Wearable devices such as smartwatches, fitness trackers, and blood-pressure
monitors process, store, and communicate sensitive and personal information
related to the health, life-style, habits and interests of the wearer. This
data is exchanged with a companion app running on a smartphone over a Bluetooth
connection. In this work, we investigate what can be inferred from the metadata
(such as the packet timings and sizes) of encrypted Bluetooth communications
between a wearable device and its connected smartphone. We show that a passive
eavesdropper can use traffic-analysis attacks to accurately recognize (a)
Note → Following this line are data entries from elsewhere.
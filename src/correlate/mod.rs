//! Output correlation: reconstruct which generated artifact and which
//! result record belong to which input, despite the generator's lossy,
//! inconsistent naming.

pub mod cache;
pub mod keys;

pub use cache::CorrelatorCache;

use std::collections::{BTreeMap, HashMap};
use std::path::{Path, PathBuf};
use std::sync::Arc;

use anyhow::Result;
use tokio::sync::Semaphore;
use tokio::task::JoinSet;

use crate::store::{ResultRecord, ResultStore};
use crate::task::{MediaKind, Task};

/// Correlation options.
#[derive(Debug, Clone, Copy)]
pub struct CorrelateOptions {
    /// Worker pool size for metadata loads.
    pub workers: usize,
}

impl Default for CorrelateOptions {
    fn default() -> Self {
        Self { workers: 4 }
    }
}

/// One input paired with whatever the run produced for it.
///
/// `failed` and `ref_failed` are redundant with the record's own success
/// flag: an artifact missing its record, or a record missing its artifact,
/// still surfaces as a failure.
#[derive(Debug, Clone)]
pub struct MediaPair {
    pub source: PathBuf,
    pub generated: Vec<PathBuf>,
    pub record: Option<ResultRecord>,
    pub failed: bool,
    /// Header-probed dimensions of the first generated image artifact.
    pub artifact_dimensions: Option<(u32, u32)>,
    /// Reference-side artifacts, in comparison mode.
    pub reference_generated: Vec<PathBuf>,
    pub reference_record: Option<ResultRecord>,
    /// `None` outside comparison mode. Independent of `failed`.
    pub ref_failed: Option<bool>,
}

/// A directory's media files and metadata records, bucketed from a single
/// listing and keyed for joining.
struct SideIndex {
    /// Correlation key → artifact paths.
    artifacts: HashMap<String, Vec<PathBuf>>,
    /// Correlation key → loaded result record.
    records: HashMap<String, ResultRecord>,
}

pub struct ResultCorrelator;

impl ResultCorrelator {
    /// Rebuild input ↔ artifact ↔ record correspondence for one task.
    pub async fn correlate(
        task: &Task,
        cache: &CorrelatorCache,
        options: CorrelateOptions,
    ) -> Result<Vec<MediaPair>> {
        let inputs = Self::scan_inputs(&task.input_dir, task.kind)?;

        // Input keys in sorted order; prefix fallback picks the first match.
        let mut input_keys: BTreeMap<String, PathBuf> = BTreeMap::new();
        for input in &inputs {
            let stem = input
                .file_stem()
                .and_then(|s| s.to_str())
                .unwrap_or_default();
            let key = cache.key_for(input, || keys::input_key(stem));
            input_keys.entry(key).or_insert_with(|| input.clone());
        }

        let primary = Self::index_side(
            &task.output_dir,
            &task.metadata_dir,
            &task.name,
            &input_keys,
            cache,
            options.workers,
        )
        .await?;

        let reference = match &task.reference_dir {
            Some(ref_dir) => Some(
                Self::index_side(
                    &ref_dir.join(task.output_subdir()),
                    &ref_dir.join(task.metadata_subdir()),
                    &task.name,
                    &input_keys,
                    cache,
                    options.workers,
                )
                .await?,
            ),
            None => None,
        };

        // Probe image-artifact dimensions across the same bounded pool as
        // the metadata loads; already-cached paths are skipped.
        let mut pending: Vec<PathBuf> = Vec::new();
        for input in &inputs {
            let stem = input
                .file_stem()
                .and_then(|s| s.to_str())
                .unwrap_or_default();
            let key = cache.key_for(input, || keys::input_key(stem));
            if let Some(paths) = primary.artifacts.get(&key) {
                if let Some(p) = paths.iter().find(|p| MediaKind::Image.matches(p)) {
                    if cache.dimensions_for(p, || None).is_none() {
                        pending.push(p.clone());
                    }
                }
            }
        }
        pending.sort();
        pending.dedup();
        let probed = Self::probe_dimensions(pending, options.workers).await;

        let mut pairs = Vec::with_capacity(inputs.len());
        for input in inputs {
            let stem = input
                .file_stem()
                .and_then(|s| s.to_str())
                .unwrap_or_default();
            let key = cache.key_for(&input, || keys::input_key(stem));

            let generated = primary.artifacts.get(&key).cloned().unwrap_or_default();
            let record = primary.records.get(&key).cloned();

            // Redundant failure signals: no artifact on disk, no record, or
            // a record that says so. A stale success flag is overridden by
            // the artifact's absence.
            let failed = generated.is_empty() || !record.as_ref().is_some_and(|r| r.success);

            // Header-only probe, resolved through the per-run cache; a
            // failed probe stays uncached.
            let artifact_dimensions = generated
                .iter()
                .find(|p| MediaKind::Image.matches(p))
                .and_then(|p| cache.dimensions_for(p, || probed.get(p).copied()));

            let (reference_generated, reference_record, ref_failed) = match &reference {
                Some(side) => {
                    let ref_generated = side.artifacts.get(&key).cloned().unwrap_or_default();
                    let ref_record = side.records.get(&key).cloned();
                    let ref_failed =
                        ref_generated.is_empty() || !ref_record.as_ref().is_some_and(|r| r.success);
                    (ref_generated, ref_record, Some(ref_failed))
                }
                None => (Vec::new(), None, None),
            };

            pairs.push(MediaPair {
                source: input,
                generated,
                record,
                failed,
                artifact_dimensions,
                reference_generated,
                reference_record,
                ref_failed,
            });
        }

        Ok(pairs)
    }

    /// Single-pass listing of the input directory, filtered by kind.
    fn scan_inputs(input_dir: &Path, kind: MediaKind) -> Result<Vec<PathBuf>> {
        let mut inputs: Vec<PathBuf> = std::fs::read_dir(input_dir)?
            .filter_map(|e| e.ok())
            .map(|e| e.path())
            .filter(|p| p.is_file() && kind.matches(p))
            .collect();
        inputs.sort();
        Ok(inputs)
    }

    /// Index one side (primary or reference): a single listing of the
    /// artifact directory bucketed by media kind, plus the metadata records
    /// loaded across a bounded pool. Missing directories index as empty —
    /// that absence shows up later as failed pairs, not as an error.
    async fn index_side(
        output_dir: &Path,
        metadata_dir: &Path,
        effect: &str,
        input_keys: &BTreeMap<String, PathBuf>,
        cache: &CorrelatorCache,
        workers: usize,
    ) -> Result<SideIndex> {
        let mut artifacts: HashMap<String, Vec<PathBuf>> = HashMap::new();
        for path in Self::scan_media(output_dir) {
            let stem = path
                .file_stem()
                .and_then(|s| s.to_str())
                .unwrap_or_default()
                .to_string();
            let key = cache.key_for(&path, || keys::generated_key(&stem, &[effect]));

            let resolved = if input_keys.contains_key(&key) {
                key
            } else if key == keys::normalize(&stem) {
                // Suffix stripping changed nothing and the key is unknown:
                // fall back to prefix matching against the input keys.
                input_keys
                    .keys()
                    .find(|input_key| keys::matches_prefix(&key, input_key))
                    .cloned()
                    .unwrap_or(key)
            } else {
                key
            };
            artifacts.entry(resolved).or_default().push(path);
        }
        for paths in artifacts.values_mut() {
            paths.sort();
        }

        let records = Self::load_records(metadata_dir, workers).await;
        Ok(SideIndex { artifacts, records })
    }

    /// All media files from one directory listing, either kind. Tolerates a
    /// missing directory.
    fn scan_media(dir: &Path) -> Vec<PathBuf> {
        let Ok(entries) = std::fs::read_dir(dir) else {
            return Vec::new();
        };
        entries
            .filter_map(|e| e.ok())
            .map(|e| e.path())
            .filter(|p| {
                p.is_file() && (MediaKind::Image.matches(p) || MediaKind::Video.matches(p))
            })
            .collect()
    }

    /// Header-only dimension reads across a bounded pool. Unreadable
    /// artifacts are simply absent from the result.
    async fn probe_dimensions(
        paths: Vec<PathBuf>,
        workers: usize,
    ) -> HashMap<PathBuf, (u32, u32)> {
        let semaphore = Arc::new(Semaphore::new(workers.max(1)));
        let mut set = JoinSet::new();
        for path in paths {
            let semaphore = Arc::clone(&semaphore);
            set.spawn(async move {
                let _permit = semaphore
                    .acquire_owned()
                    .await
                    .expect("probe semaphore closed");
                tokio::task::spawn_blocking(move || {
                    let dims = image::image_dimensions(&path).ok()?;
                    Some((path, dims))
                })
                .await
                .expect("probe worker panicked")
            });
        }

        let mut dims = HashMap::new();
        while let Some(joined) = set.join_next().await {
            if let Some((path, d)) = joined.expect("probe worker panicked") {
                dims.insert(path, d);
            }
        }
        dims
    }

    /// Load every `.json` record in the metadata directory across a bounded
    /// pool. Unparseable records are dropped — a missing record already
    /// marks its pair failed.
    async fn load_records(metadata_dir: &Path, workers: usize) -> HashMap<String, ResultRecord> {
        let Ok(entries) = std::fs::read_dir(metadata_dir) else {
            return HashMap::new();
        };
        let paths: Vec<PathBuf> = entries
            .filter_map(|e| e.ok())
            .map(|e| e.path())
            .filter(|p| {
                p.is_file() && p.extension().and_then(|e| e.to_str()) == Some("json")
            })
            .collect();

        let semaphore = Arc::new(Semaphore::new(workers.max(1)));
        let mut set = JoinSet::new();
        for path in paths {
            let semaphore = Arc::clone(&semaphore);
            set.spawn(async move {
                let _permit = semaphore
                    .acquire_owned()
                    .await
                    .expect("metadata semaphore closed");
                tokio::task::spawn_blocking(move || {
                    let stem = path
                        .file_stem()
                        .and_then(|s| s.to_str())
                        .unwrap_or_default()
                        .to_string();
                    let record = ResultStore::load(&path).ok()?;
                    Some((keys::metadata_key(&stem), record))
                })
                .await
                .expect("metadata worker panicked")
            });
        }

        let mut records = HashMap::new();
        while let Some(joined) = set.join_next().await {
            if let Some((key, record)) = joined.expect("metadata worker panicked") {
                records.insert(key, record);
            }
        }
        records
    }
}
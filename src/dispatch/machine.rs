use std::fmt;
use std::time::Duration;

use serde::{Deserialize, Serialize};

/// Retry policy for generator calls.
///
/// The delay is a fixed constant, identical for every attempt — there is
/// no exponential growth.
#[derive(Debug, Clone, Serialize, Deserialize)]
pub struct RetryPolicy {
    /// Total attempts allowed, including the first.
    pub max_retries: u32,
    /// Fixed pause between attempts in milliseconds.
    pub delay_ms: u64,
}

impl Default for RetryPolicy {
    fn default() -> Self {
        Self {
            max_retries: 3,
            delay_ms: 5000,
        }
    }
}

impl RetryPolicy {
    /// The fixed pause before the next attempt.
    pub fn delay(&self) -> Duration {
        Duration::from_millis(self.delay_ms)
    }
}

/// Where a single file's dispatch currently stands.
#[derive(Debug, Clone, Copy, PartialEq, Eq)]
pub enum DispatchState {
    /// Attempt `n` (1-based) is in flight or about to start.
    Attempting(u32),
    /// Terminal: all done, successfully or not.
    Done { success: bool },
}

impl fmt::Display for DispatchState {
    fn fmt(&self, f: &mut fmt::Formatter<'_>) -> fmt::Result {
        match self {
            DispatchState::Attempting(n) => write!(f, "ATTEMPTING({n})"),
            DispatchState::Done { success: true } => write!(f, "DONE(success)"),
            DispatchState::Done { success: false } => write!(f, "DONE(failed)"),
        }
    }
}

/// The result of one generator call, after folding transport errors,
/// in-band errors, and unfetchable artifacts into a single failure signal.
#[derive(Debug, Clone, PartialEq, Eq)]
pub enum AttemptOutcome {
    Success,
    Failure(String),
}

/// The machine's reaction to an attempt outcome.
#[derive(Debug, Clone, PartialEq, Eq)]
pub enum Transition {
    /// Sleep the fixed delay, then run attempt `next_attempt`.
    Retry { next_attempt: u32, reason: String },
    /// Terminal outcome reached; exactly one result record follows.
    Complete { success: bool },
}

/// Drives one file through `Attempting(1) … Attempting(n) → Done`.
#[derive(Debug)]
pub struct RetryMachine {
    policy: RetryPolicy,
    state: DispatchState,
    attempts_made: u32,
}

impl RetryMachine {
    pub fn new(policy: RetryPolicy) -> Self {
        Self {
            policy,
            state: DispatchState::Attempting(1),
            attempts_made: 0,
        }
    }

    pub fn state(&self) -> DispatchState {
        self.state
    }

    /// Attempts consumed so far, including the one just reported.
    pub fn attempts(&self) -> u32 {
        self.attempts_made
    }

    /// Record the outcome of the current attempt and compute the transition.
    pub fn next(&mut self, outcome: AttemptOutcome) -> Transition {
        match self.state {
            DispatchState::Attempting(n) => {
                self.attempts_made = n;
                match outcome {
                    AttemptOutcome::Success => {
                        self.state = DispatchState::Done { success: true };
                        Transition::Complete { success: true }
                    }
                    AttemptOutcome::Failure(reason) => {
                        if n < self.policy.max_retries {
                            self.state = DispatchState::Attempting(n + 1);
                            Transition::Retry {
                                next_attempt: n + 1,
                                reason,
                            }
                        } else {
                            self.state = DispatchState::Done { success: false };
                            Transition::Complete { success: false }
                        }
                    }
                }
            }
            DispatchState::Done { success } => Transition::Complete { success },
        }
    }
}
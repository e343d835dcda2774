//! Interface de linha de comando do mediabatch baseada em clap.
//!
//! Define a struct [`Cli`] com subcomandos [`Command`] (run, correlate,
//! validate) e flags globais (--config, --max-retries, --verbose).

use clap::{Parser, Subcommand};
use std::path::PathBuf;

/// mediabatch — Orquestrador de geração de mídia em lote.
#[derive(Debug, Parser)]
#[command(name = "mediabatch", version, about)]
pub struct Cli {
    #[command(subcommand)]
    pub command: Command,

    /// Caminho do arquivo de configuração (padrão: mediabatch.toml).
    #[arg(long, global = true)]
    pub config: Option<PathBuf>,

    /// Número máximo de tentativas por arquivo (sobrepõe a configuração).
    #[arg(long, global = true)]
    pub max_retries: Option<u32>,

    /// Habilita saída detalhada (verbose).
    #[arg(long, short, global = true, default_value_t = false)]
    pub verbose: bool,
}

#[derive(Debug, Subcommand)]
pub enum Command {
    /// Executa o pipeline completo: validação, despacho e registro.
    Run {
        /// Executa apenas a tarefa com este nome.
        #[arg(long)]
        task: Option<String>,
    },

    /// Correlaciona artefatos gerados com as entradas de cada tarefa.
    Correlate {
        /// Correlaciona apenas a tarefa com este nome.
        #[arg(long)]
        task: Option<String>,
    },

    /// Valida as entradas de todas as tarefas sem despachar nada.
    Validate,
}
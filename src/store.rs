//! Durable per-input result records.
//!
//! One JSON record per processed input, written atomically (temp file in the
//! same directory, then rename) so a crash mid-write never leaves a partial
//! record at the canonical path. The destination key derives from the source
//! file's stem only, so reprocessing an input overwrites its prior record.

use std::path::{Path, PathBuf};

use chrono::Utc;
use serde::{Deserialize, Serialize};

use crate::error::PipelineError;

/// The persisted outcome of processing one input file.
///
/// Core fields are explicit; task parameters and generator-specific fields
/// pass through untouched in the flattened map.
#[derive(Debug, Clone, Serialize, Deserialize)]
pub struct ResultRecord {
    /// Source input filename (with extension).
    pub source_image: String,
    pub success: bool,
    /// Total attempts made, including the terminal one.
    pub attempts: u32,
    pub processing_time_seconds: f64,
    /// Local wall-clock stamp, `YYYY-MM-DD HH:MM:SS`.
    pub processing_timestamp: String,
    #[serde(skip_serializing_if = "Option::is_none")]
    pub error: Option<String>,
    #[serde(flatten)]
    pub extra: serde_json::Map<String, serde_json::Value>,
}

impl ResultRecord {
    /// Current wall-clock stamp in the record's format.
    pub fn timestamp_now() -> String {
        Utc::now().format("%Y-%m-%d %H:%M:%S").to_string()
    }

    /// Stem of the source file, the basis for the record's filesystem key.
    pub fn source_stem(&self) -> &str {
        Path::new(&self.source_image)
            .file_stem()
            .and_then(|s| s.to_str())
            .unwrap_or(&self.source_image)
    }
}

/// Filesystem key for an input's record: `{stem}_metadata.json`.
pub fn record_file_name(stem: &str) -> String {
    format!("{stem}_metadata.json")
}

/// Writes [`ResultRecord`]s atomically. Failures are reported through the
/// boolean return, never raised — the in-memory outcome is still known to
/// the caller even when it could not be durably recorded.
pub struct ResultStore;

impl ResultStore {
    pub fn persist(record: &ResultRecord, metadata_dir: &Path) -> bool {
        match Self::try_persist(record, metadata_dir) {
            Ok(_) => true,
            Err(e) => {
                eprintln!(
                    "  ! Failed to persist record for {}: {e}",
                    record.source_image
                );
                false
            }
        }
    }

    fn try_persist(record: &ResultRecord, metadata_dir: &Path) -> Result<PathBuf, PipelineError> {
        let name = record_file_name(record.source_stem());
        let canonical = metadata_dir.join(&name);
        let tmp = metadata_dir.join(format!(".{name}.tmp"));

        let bytes = serde_json::to_vec_pretty(record)?;
        std::fs::write(&tmp, bytes)?;
        std::fs::rename(&tmp, &canonical)?;
        Ok(canonical)
    }

    /// Load a record back from disk (used by the correlator).
    pub fn load(path: &Path) -> Result<ResultRecord, PipelineError> {
        let contents = std::fs::read_to_string(path)?;
        Ok(serde_json::from_str(&contents)?)
    }
}

#[cfg(test)]
mod tests {
    use super::*;

    fn record(source: &str, success: bool) -> ResultRecord {
        ResultRecord {
            source_image: source.to_string(),
            success,
            attempts: 1,
            processing_time_seconds: 2.5,
            processing_timestamp: ResultRecord::timestamp_now(),
            error: if success {
                None
            } else {
                Some("backend exploded".to_string())
            },
            extra: serde_json::Map::new(),
        }
    }

    #[test]
    fn persist_writes_record_under_stem_key() {
        let dir = tempfile::tempdir().unwrap();
        assert!(ResultStore::persist(&record("sunset.jpg", true), dir.path()));

        let loaded = ResultStore::load(&dir.path().join("sunset_metadata.json")).unwrap();
        assert_eq!(loaded.source_image, "sunset.jpg");
        assert!(loaded.success);
        assert_eq!(loaded.attempts, 1);
    }

    #[test]
    fn persist_leaves_no_temp_file() {
        let dir = tempfile::tempdir().unwrap();
        assert!(ResultStore::persist(&record("sunset.jpg", true), dir.path()));

        let names: Vec<String> = std::fs::read_dir(dir.path())
            .unwrap()
            .map(|e| e.unwrap().file_name().to_string_lossy().into_owned())
            .collect();
        assert_eq!(names, vec!["sunset_metadata.json"]);
    }

    #[test]
    fn reprocessing_overwrites_wholesale() {
        let dir = tempfile::tempdir().unwrap();
        assert!(ResultStore::persist(&record("sunset.jpg", false), dir.path()));
        assert!(ResultStore::persist(&record("sunset.jpg", true), dir.path()));

        let loaded = ResultStore::load(&dir.path().join("sunset_metadata.json")).unwrap();
        // Fully the new value: success flipped and the old error is gone.
        assert!(loaded.success);
        assert!(loaded.error.is_none());
    }

    #[test]
    fn error_field_omitted_on_success() {
        let json = serde_json::to_string(&record("a.jpg", true)).unwrap();
        assert!(!json.contains("\"error\""));

        let json = serde_json::to_string(&record("a.jpg", false)).unwrap();
        assert!(json.contains("backend exploded"));
    }

    #[test]
    fn extra_fields_flatten_and_roundtrip() {
        let mut rec = record("a.jpg", true);
        rec.extra.insert(
            "prompt".to_string(),
            serde_json::Value::String("dreamy sunset".into()),
        );
        let json = serde_json::to_string(&rec).unwrap();
        assert!(json.contains("\"prompt\":\"dreamy sunset\""));

        let back: ResultRecord = serde_json::from_str(&json).unwrap();
        assert_eq!(
            back.extra.get("prompt").and_then(|v| v.as_str()),
            Some("dreamy sunset")
        );
    }

    #[test]
    fn persist_to_missing_dir_returns_false() {
        let dir = tempfile::tempdir().unwrap();
        let missing = dir.path().join("nope");
        assert!(!ResultStore::persist(&record("a.jpg", true), &missing));
    }

    #[test]
    fn canonical_path_is_never_partial() {
        // A leftover temp file from an interrupted earlier write must not
        // corrupt the canonical record.
        let dir = tempfile::tempdir().unwrap();
        std::fs::write(
            dir.path().join(".sunset_metadata.json.tmp"),
            b"{\"half\": tru",
        )
        .unwrap();

        assert!(ResultStore::persist(&record("sunset.jpg", true), dir.path()));
        let loaded = ResultStore::load(&dir.path().join("sunset_metadata.json")).unwrap();
        assert_eq!(loaded.source_image, "sunset.jpg");
    }
}
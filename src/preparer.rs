//! Task preparation: discover candidate files, validate them, and set up
//! the task's output layout.

use std::sync::Arc;

use anyhow::Result;
use tokio::sync::Semaphore;
use tokio::task::JoinSet;

use crate::task::{FileCandidate, Task};
use crate::validator::{ValidationOutcome, ValidationRules, Validator};

/// One rejected file with its reason, for the aggregated report.
#[derive(Debug, Clone, PartialEq, Eq)]
pub struct Rejection {
    pub file: String,
    pub reason: String,
}

/// A task whose inputs were scanned and validated, ready for dispatch if
/// anything was accepted.
#[derive(Debug)]
pub struct PreparedTask {
    pub task: Task,
    pub accepted: Vec<FileCandidate>,
    pub rejections: Vec<Rejection>,
}

/// The preparer's verdict on a task.
#[derive(Debug)]
pub enum PrepareOutcome {
    Ready(PreparedTask),
    /// Nothing to do: input directory absent or no matching files.
    /// Logged and skipped, never an error.
    Skipped { task_name: String, reason: String },
}

/// Validation concurrency limits, taken from config.
#[derive(Debug, Clone, Copy)]
pub struct PrepareLimits {
    pub parallel: bool,
    pub workers: usize,
}

pub struct TaskPreparer;

impl TaskPreparer {
    /// Scan a task's input directory, validate every candidate, and create
    /// the output/metadata directories when anything passed.
    pub async fn prepare(
        task: Task,
        rules: &ValidationRules,
        limits: PrepareLimits,
    ) -> Result<PrepareOutcome> {
        if !task.input_dir.is_dir() {
            return Ok(PrepareOutcome::Skipped {
                reason: format!("input directory {} does not exist", task.input_dir.display()),
                task_name: task.name,
            });
        }

        let candidates = Self::scan(&task)?;
        if candidates.is_empty() {
            return Ok(PrepareOutcome::Skipped {
                reason: format!(
                    "no {} files in {}",
                    task.kind,
                    task.input_dir.display()
                ),
                task_name: task.name,
            });
        }

        let results = if limits.parallel {
            Self::validate_pooled(candidates, rules.clone(), limits.workers).await
        } else {
            Self::validate_sequential(candidates, rules)
        };

        let mut accepted = Vec::new();
        let mut rejections = Vec::new();
        for (candidate, outcome) in results {
            if outcome.accepted {
                accepted.push(candidate);
            } else {
                rejections.push(Rejection {
                    file: candidate.file_name().to_string(),
                    reason: outcome.reason,
                });
            }
        }

        if !accepted.is_empty() {
            std::fs::create_dir_all(&task.output_dir)?;
            std::fs::create_dir_all(&task.metadata_dir)?;
        }

        Ok(PrepareOutcome::Ready(PreparedTask {
            task,
            accepted,
            rejections,
        }))
    }

    /// One directory listing, filtered by the kind's extension set
    /// (case-insensitive), sorted by path for deterministic ordering.
    fn scan(task: &Task) -> Result<Vec<FileCandidate>> {
        let mut candidates: Vec<FileCandidate> = std::fs::read_dir(&task.input_dir)?
            .filter_map(|entry| entry.ok())
            .map(|entry| entry.path())
            .filter(|path| path.is_file() && task.kind.matches(path))
            .map(|path| FileCandidate::new(path, task.kind))
            .collect();
        candidates.sort_by(|a, b| a.path.cmp(&b.path));
        Ok(candidates)
    }

    fn validate_sequential(
        candidates: Vec<FileCandidate>,
        rules: &ValidationRules,
    ) -> Vec<(FileCandidate, ValidationOutcome)> {
        candidates
            .into_iter()
            .map(|c| {
                let outcome = Validator::validate(&c, rules);
                (c, outcome)
            })
            .collect()
    }

    /// Bounded worker pool. Validation is pure and per-file independent, so
    /// the only shared state is the semaphore.
    async fn validate_pooled(
        candidates: Vec<FileCandidate>,
        rules: ValidationRules,
        workers: usize,
    ) -> Vec<(FileCandidate, ValidationOutcome)> {
        let semaphore = Arc::new(Semaphore::new(workers.max(1)));
        let rules = Arc::new(rules);
        let mut set = JoinSet::new();

        for candidate in candidates {
            let semaphore = Arc::clone(&semaphore);
            let rules = Arc::clone(&rules);
            set.spawn(async move {
                let _permit = semaphore
                    .acquire_owned()
                    .await
                    .expect("validation semaphore closed");
                tokio::task::spawn_blocking(move || {
                    let outcome = Validator::validate(&candidate, &rules);
                    (candidate, outcome)
                })
                .await
                .expect("validation worker panicked")
            });
        }

        let mut results = Vec::new();
        while let Some(joined) = set.join_next().await {
            results.push(joined.expect("validation worker panicked"));
        }
        results.sort_by(|a, b| a.0.path.cmp(&b.0.path));
        results
    }
}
communicating devices, even without having access to the MAC address, (b) human
actions (e.g., monitoring heart rate, exercising) performed on wearable devices
ranging from fitness trackers to smartwatches, (c) the mere opening of specific
applications on a Wear OS smartwatch (e.g., the opening of a medical app, which
can immediately reveal a condition of the wearer), (d) fine-grained actions
(e.g., recording an insulin injection) within a specific application that helps
diabetic users to monitor their condition, and (e) the profile and habits of
the wearer by continuously monitoring her traffic over an extended period. We
run traffic-analysis attacks by collecting a dataset of Bluetooth traces of
multiple wearable devices, by designing features based on packet sizes and
timings, and by using machine learning to classify the encrypted traffic to
actions performed by the wearer. Then, we explore standard defense strategies;
we show that these defenses do not provide sufficient protection against our
attacks and introduce significant costs. Our research highlights the need to
rethink how applications exchange sensitive information over Bluetooth, to
minimize unnecessary data exchanges, and to design new defenses against
traffic-analysis tailored to the wearable setting.